PROBLEM:
In the records below, some lines contain "cloned"; state the number of such lines and nothing else.

(Stored data)
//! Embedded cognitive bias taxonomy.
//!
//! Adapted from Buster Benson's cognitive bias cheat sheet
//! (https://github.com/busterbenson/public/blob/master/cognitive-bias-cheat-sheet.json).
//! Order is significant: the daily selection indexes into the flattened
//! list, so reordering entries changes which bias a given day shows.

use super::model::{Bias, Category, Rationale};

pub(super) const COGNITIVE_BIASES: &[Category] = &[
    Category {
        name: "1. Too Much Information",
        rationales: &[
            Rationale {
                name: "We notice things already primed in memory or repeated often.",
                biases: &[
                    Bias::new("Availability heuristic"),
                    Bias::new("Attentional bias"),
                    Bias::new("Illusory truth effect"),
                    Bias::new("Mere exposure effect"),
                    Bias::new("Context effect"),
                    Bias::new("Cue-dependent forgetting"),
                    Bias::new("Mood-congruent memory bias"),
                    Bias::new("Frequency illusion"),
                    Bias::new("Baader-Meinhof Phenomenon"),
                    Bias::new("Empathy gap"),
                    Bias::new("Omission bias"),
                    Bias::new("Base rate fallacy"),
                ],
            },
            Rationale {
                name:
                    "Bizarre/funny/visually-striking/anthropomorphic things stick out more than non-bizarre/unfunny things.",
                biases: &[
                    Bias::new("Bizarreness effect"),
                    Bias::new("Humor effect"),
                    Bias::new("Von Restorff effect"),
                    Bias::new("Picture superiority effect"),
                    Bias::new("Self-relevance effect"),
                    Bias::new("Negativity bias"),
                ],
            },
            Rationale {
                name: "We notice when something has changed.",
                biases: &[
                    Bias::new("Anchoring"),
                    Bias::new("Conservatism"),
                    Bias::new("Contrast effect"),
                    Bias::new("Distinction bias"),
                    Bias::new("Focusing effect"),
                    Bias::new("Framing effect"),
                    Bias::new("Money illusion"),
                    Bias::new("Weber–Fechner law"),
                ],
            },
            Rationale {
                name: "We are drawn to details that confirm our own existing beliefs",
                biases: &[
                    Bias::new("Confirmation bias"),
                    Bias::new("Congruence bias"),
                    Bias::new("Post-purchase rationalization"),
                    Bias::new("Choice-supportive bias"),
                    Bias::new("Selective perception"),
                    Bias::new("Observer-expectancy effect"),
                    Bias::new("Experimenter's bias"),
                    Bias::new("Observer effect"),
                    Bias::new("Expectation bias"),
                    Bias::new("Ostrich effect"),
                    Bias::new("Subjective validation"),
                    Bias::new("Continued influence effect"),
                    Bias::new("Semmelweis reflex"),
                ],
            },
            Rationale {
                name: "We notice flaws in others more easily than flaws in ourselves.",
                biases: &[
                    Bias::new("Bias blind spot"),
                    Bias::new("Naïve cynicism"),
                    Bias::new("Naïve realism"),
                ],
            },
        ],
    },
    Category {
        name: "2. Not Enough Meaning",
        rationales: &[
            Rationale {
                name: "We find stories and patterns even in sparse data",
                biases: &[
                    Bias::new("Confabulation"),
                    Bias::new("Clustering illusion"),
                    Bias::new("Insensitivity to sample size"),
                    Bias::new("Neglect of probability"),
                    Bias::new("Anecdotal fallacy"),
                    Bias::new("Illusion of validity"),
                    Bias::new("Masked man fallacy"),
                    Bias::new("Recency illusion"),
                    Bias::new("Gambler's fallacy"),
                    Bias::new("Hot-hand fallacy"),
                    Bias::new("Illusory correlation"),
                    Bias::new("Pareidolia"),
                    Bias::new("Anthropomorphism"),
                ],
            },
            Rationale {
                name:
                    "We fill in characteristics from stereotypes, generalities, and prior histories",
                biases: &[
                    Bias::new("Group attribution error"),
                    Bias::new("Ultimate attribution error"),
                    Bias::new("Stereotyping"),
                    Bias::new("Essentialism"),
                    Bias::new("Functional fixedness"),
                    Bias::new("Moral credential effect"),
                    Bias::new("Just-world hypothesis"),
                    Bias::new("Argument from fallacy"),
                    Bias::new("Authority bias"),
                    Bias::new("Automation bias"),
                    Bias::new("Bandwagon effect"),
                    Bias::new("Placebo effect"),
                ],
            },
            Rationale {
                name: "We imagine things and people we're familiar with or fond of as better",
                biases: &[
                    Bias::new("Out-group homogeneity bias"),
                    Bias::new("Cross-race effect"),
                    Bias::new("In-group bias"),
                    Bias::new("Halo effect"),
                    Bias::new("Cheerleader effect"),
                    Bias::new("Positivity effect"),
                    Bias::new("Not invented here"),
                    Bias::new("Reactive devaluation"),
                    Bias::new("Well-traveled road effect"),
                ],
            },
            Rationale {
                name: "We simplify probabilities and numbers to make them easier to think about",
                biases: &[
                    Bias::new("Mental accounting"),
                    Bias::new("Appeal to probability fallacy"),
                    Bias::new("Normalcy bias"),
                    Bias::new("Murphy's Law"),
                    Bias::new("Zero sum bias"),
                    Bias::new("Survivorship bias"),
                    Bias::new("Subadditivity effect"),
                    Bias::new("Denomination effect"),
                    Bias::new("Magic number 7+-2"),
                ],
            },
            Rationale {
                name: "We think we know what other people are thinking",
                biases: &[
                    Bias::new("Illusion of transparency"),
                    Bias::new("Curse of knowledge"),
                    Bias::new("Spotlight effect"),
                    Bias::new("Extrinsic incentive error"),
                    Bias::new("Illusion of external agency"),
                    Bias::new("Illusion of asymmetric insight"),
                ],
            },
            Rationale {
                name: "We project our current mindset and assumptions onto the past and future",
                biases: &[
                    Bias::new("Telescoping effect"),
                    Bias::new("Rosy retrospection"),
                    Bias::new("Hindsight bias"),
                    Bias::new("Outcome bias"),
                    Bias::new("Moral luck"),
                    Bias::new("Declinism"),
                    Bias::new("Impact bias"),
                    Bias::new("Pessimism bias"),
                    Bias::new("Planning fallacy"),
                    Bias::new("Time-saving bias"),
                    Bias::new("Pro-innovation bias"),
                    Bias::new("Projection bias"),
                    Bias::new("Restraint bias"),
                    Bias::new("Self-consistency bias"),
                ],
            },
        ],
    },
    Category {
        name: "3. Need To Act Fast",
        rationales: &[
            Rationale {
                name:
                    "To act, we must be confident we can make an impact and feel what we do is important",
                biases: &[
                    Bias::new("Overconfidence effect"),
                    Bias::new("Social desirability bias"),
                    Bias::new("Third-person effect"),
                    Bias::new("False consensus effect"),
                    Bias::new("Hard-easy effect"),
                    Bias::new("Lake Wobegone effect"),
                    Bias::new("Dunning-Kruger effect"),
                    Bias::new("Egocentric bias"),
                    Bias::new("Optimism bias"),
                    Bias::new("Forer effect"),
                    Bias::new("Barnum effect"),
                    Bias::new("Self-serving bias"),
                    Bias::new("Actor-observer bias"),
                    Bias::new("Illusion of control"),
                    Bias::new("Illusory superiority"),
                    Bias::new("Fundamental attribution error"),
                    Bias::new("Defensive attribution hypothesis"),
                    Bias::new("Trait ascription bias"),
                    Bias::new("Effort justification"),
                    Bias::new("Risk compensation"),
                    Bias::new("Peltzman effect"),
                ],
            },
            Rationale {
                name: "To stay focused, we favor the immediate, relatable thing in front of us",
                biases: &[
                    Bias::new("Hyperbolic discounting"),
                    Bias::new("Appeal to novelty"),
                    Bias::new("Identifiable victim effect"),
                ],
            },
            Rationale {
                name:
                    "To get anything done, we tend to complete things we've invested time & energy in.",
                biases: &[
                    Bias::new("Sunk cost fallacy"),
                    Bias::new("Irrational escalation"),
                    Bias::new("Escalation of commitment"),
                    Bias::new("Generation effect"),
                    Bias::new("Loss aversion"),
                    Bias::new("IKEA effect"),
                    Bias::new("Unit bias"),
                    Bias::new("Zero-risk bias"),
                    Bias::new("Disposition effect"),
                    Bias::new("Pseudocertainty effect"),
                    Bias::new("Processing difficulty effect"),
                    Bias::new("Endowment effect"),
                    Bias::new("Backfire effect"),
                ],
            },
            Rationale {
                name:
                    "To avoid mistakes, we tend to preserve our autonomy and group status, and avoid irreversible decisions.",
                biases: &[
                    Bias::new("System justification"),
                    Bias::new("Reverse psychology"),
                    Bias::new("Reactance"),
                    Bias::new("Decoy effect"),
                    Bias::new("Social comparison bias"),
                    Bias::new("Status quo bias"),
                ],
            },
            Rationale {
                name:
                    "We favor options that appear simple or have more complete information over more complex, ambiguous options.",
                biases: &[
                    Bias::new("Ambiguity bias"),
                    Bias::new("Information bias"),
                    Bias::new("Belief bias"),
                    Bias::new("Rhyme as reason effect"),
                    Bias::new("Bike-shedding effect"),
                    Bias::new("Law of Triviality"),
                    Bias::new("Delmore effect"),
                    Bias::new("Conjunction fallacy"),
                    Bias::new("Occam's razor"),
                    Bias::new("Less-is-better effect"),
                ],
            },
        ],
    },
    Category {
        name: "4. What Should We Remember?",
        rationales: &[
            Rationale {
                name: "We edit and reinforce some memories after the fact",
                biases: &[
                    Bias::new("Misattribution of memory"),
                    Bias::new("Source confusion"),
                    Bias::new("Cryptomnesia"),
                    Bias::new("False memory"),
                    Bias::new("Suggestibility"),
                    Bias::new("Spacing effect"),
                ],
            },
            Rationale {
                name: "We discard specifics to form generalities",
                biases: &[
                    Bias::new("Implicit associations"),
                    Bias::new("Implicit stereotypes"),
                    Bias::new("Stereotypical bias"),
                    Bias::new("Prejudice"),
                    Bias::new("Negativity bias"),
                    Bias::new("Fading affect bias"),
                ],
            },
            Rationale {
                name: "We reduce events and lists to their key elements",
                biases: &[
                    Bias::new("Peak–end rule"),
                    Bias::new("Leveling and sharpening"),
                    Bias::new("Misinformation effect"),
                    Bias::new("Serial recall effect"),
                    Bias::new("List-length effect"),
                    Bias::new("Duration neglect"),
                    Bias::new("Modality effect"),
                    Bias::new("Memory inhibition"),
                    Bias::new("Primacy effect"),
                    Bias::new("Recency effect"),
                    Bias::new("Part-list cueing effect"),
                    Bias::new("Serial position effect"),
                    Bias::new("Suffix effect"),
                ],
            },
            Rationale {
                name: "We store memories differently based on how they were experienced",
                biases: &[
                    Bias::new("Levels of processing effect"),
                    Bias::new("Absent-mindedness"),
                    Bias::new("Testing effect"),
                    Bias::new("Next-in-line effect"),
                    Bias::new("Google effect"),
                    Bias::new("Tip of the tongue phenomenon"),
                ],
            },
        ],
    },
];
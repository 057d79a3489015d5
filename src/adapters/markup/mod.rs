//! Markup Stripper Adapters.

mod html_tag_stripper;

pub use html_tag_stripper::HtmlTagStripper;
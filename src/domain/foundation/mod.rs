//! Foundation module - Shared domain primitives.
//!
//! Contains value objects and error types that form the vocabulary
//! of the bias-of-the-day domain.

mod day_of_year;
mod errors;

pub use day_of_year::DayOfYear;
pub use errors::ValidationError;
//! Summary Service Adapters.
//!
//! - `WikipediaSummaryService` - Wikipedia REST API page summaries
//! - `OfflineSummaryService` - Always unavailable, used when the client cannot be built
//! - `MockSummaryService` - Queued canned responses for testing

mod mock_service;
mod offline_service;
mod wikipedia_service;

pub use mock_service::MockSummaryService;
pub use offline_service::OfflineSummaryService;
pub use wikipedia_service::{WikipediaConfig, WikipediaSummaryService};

...

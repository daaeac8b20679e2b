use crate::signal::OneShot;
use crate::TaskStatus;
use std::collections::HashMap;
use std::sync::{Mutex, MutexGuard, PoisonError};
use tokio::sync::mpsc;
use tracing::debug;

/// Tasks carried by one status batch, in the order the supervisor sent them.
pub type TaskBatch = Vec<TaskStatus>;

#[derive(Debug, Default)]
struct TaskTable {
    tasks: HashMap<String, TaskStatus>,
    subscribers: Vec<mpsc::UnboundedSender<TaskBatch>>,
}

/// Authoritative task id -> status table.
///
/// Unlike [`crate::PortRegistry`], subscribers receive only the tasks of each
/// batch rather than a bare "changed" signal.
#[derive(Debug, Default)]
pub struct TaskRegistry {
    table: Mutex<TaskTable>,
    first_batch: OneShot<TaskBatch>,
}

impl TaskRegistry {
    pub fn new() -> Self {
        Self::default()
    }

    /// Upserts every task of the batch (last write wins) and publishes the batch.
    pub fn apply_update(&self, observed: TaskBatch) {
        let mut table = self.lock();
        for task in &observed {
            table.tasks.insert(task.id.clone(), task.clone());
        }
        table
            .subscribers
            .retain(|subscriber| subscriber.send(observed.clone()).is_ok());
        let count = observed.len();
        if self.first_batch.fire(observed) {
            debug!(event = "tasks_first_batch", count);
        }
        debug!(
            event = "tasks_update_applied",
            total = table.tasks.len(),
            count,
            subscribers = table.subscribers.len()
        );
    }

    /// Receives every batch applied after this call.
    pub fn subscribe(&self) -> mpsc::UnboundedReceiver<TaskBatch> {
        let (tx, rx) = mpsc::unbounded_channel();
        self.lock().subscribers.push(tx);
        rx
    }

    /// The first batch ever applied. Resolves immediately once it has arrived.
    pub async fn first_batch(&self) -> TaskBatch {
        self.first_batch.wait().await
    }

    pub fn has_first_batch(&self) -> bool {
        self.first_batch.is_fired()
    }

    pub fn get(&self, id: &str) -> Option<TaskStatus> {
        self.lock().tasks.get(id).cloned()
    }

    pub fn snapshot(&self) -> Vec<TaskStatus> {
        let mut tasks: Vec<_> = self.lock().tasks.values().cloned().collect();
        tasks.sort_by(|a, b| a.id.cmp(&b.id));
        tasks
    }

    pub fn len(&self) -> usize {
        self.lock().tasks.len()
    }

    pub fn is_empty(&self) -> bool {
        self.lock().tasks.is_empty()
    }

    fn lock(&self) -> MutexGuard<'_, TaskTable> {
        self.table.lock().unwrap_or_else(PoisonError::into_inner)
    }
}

REPLY:
2